In figure 2, we plot the area-specific undercoverage of a 90% credible interval. We define the area-specific coverage rate as: 
$$\mbox{Coverage Rate for Area } i = \frac{1}{G} \sum_{g=1}^G  \boldsymbol{I} \{\hat{l}_i^{(g)} < z_i\} \cdot \boldsymbol{I} \{z_i< \hat{u}_i^{(g)}\}.$$
We define undercoverage as $0.9-\textrm{Coverage Rate}$. If a model, on average achives 90% coverage in a given area, the value should be zero. The counties in **red** in the map indicates **high undercoverage** which means that the **interval estimate is poor** for a given county and model. 

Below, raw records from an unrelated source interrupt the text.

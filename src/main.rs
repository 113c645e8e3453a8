// src/main.rs
// =============================================================================
// This is the entry point of our CLI application.
//
// What happens here:
// 1. Set up logging (RUST_LOG, warnings only by default)
// 2. Parse command-line arguments using clap
// 3. Dispatch to the appropriate subcommand handler
// 4. Exit with proper code (0 = success, 2 = error)
//
// Rust concepts used:
// - async/await: reqwest and the politeness delay are async
// - Result<T, E> with anyhow: errors bubble up with context attached
// - match: Pattern matching to handle different subcommands
// =============================================================================

// Module declarations - tells Rust about our other source files
mod cli;      // src/cli.rs - command-line parsing
mod config;   // src/config.rs - session configuration file
mod crawl;    // src/crawl/ - breadth-first profile crawl
mod error;    // src/error.rs - typed errors
mod fetch;    // src/fetch/ - login session and page extraction
mod graph;    // src/graph/ - post-crawl graph analysis
mod output;   // src/output/ - CSV table, export, terminal summary
mod profile;  // src/profile/ - identifiers and records

use anyhow::{anyhow, Context, Result};
use clap::Parser;
use cli::{Cli, Commands, CrawlArgs};
use config::Config;
use crawl::{CrawlLimits, Scheduler};
use fetch::{ProfileSession, MAX_RELATED_PROFILES};
use output::{ExportKind, ProfileRow};
use std::path::{Path, PathBuf};
use std::time::Instant;
use tracing_subscriber::EnvFilter;

#[tokio::main]
async fn main() {
    init_tracing();

    let exit_code = match run().await {
        Ok(code) => code,
        Err(e) => {
            // {:#} prints the whole context chain on one line
            eprintln!("Error: {:#}", e);
            2
        }
    };

    std::process::exit(exit_code);
}

// Diagnostics go to stderr so they never mix with table or JSON output
fn init_tracing() {
    let filter = EnvFilter::try_from_default_env().unwrap_or_else(|_| EnvFilter::new("warn"));
    tracing_subscriber::fmt()
        .with_env_filter(filter)
        .with_writer(std::io::stderr)
        .init();
}

async fn run() -> Result<i32> {
    let cli = Cli::parse();

    match cli.command {
        Commands::Crawl(args) => handle_crawl(args).await,
        Commands::Degrees { table, output, json } => handle_degrees(&table, output, json),
        Commands::Export { table, kind, output } => handle_export(&table, kind, output.as_deref()),
    }
}

// Handles the 'crawl' subcommand
async fn handle_crawl(args: CrawlArgs) -> Result<i32> {
    let root_id = start_id(&args.start)?;
    let limits = CrawlLimits::new(args.max_depth, args.max_fanout);
    let chatty = !args.json;

    if chatty {
        println!("🔍 Crawling profiles from: {}", root_id);
        println!("📊 Max depth: {}, max fanout: {}", limits.max_depth, limits.max_fanout);
        if args.max_fanout > MAX_RELATED_PROFILES {
            println!("   (pages list at most {} related profiles)", MAX_RELATED_PROFILES);
        }
    }

    // Logging in is the only step that can stop the crawl
    let config = Config::load(&args.config)
        .with_context(|| format!("Could not load session config {}", args.config.display()))?;
    let session = ProfileSession::connect(&config.session)
        .await
        .context("Could not log in")?;

    let started = Instant::now();
    let store = Scheduler::new(session, limits)
        .with_progress(chatty)
        .run(&root_id)
        .await;

    if chatty {
        println!(
            "📄 Crawled {} profile(s) in {:.1?}",
            store.len(),
            started.elapsed()
        );
    }

    let rows = output::build_table(&store, !args.no_process);

    if !args.no_save {
        output::save_table(&args.output, &rows)
            .with_context(|| format!("Could not save {}", args.output.display()))?;
        if chatty {
            println!("💾 Saved profile table to {}", args.output.display());
        }
    }

    print_results(&rows, args.json)?;
    Ok(0)
}

// Handles the 'degrees' subcommand
fn handle_degrees(table: &Path, destination: Option<PathBuf>, json: bool) -> Result<i32> {
    let rows = output::load_table(table)
        .with_context(|| format!("Could not read {}", table.display()))?;
    let store = output::rows_to_store(&rows)
        .with_context(|| format!("Invalid profile table {}", table.display()))?;

    let rows = output::build_table(&store, true);

    let target = destination.unwrap_or_else(|| table.to_path_buf());
    output::save_table(&target, &rows)
        .with_context(|| format!("Could not save {}", target.display()))?;
    if !json {
        println!("💾 Saved processed table to {}", target.display());
    }

    print_results(&rows, json)?;
    Ok(0)
}

// Handles the 'export' subcommand
fn handle_export(table: &Path, kind: ExportKind, destination: Option<&Path>) -> Result<i32> {
    let rows = output::load_table(table)
        .with_context(|| format!("Could not read {}", table.display()))?;

    let export = output::export_graph(&rows, kind);
    let json = serde_json::to_string_pretty(&export)?;

    match destination {
        Some(path) => {
            std::fs::write(path, json)
                .with_context(|| format!("Could not write {}", path.display()))?;
            println!(
                "🕸️  Exported {} node(s) and {} edge(s) to {}",
                export.nodes.len(),
                export.edges.len(),
                path.display()
            );
        }
        None => println!("{}", json),
    }

    Ok(0)
}

// Accepts either a profile URL or a bare identifier
fn start_id(start: &str) -> Result<String> {
    if let Some(id) = profile::extract_id(start) {
        return Ok(id);
    }

    let bare = start.trim().trim_matches('/');
    if bare.is_empty() || bare.contains('/') {
        return Err(anyhow!("Not a profile URL or identifier: {}", start));
    }
    Ok(bare.to_string())
}

// Prints the rows either as a table or JSON
fn print_results(rows: &[ProfileRow], json: bool) -> Result<()> {
    if json {
        let json_output = serde_json::to_string_pretty(rows)?;
        println!("{}", json_output);
    } else {
        println!();
        output::print_summary(rows);
    }
    Ok(())
}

The counties where the other models struggled in terms of coverage is the same counties are the same counties where they struggle in terms of accuracy. The models without random effects selection (BYM and FH models) struggle mightily in these problematic counties. The DM model struggles a bit less than the other models in these counties but has higher undercoverage in other parts of the state. This can also be seen in Figure 3, where we show the log design SEs compared to the coverage rate of a 90% credible interval from each model. The dotted line is 90% (the target coverage rate), and the red area indicates coverage below 70%. We can see that the coverage rate for many models start to drop as the SE gets larger. There is a clear difference when you compare the performance of the SSD to the other models.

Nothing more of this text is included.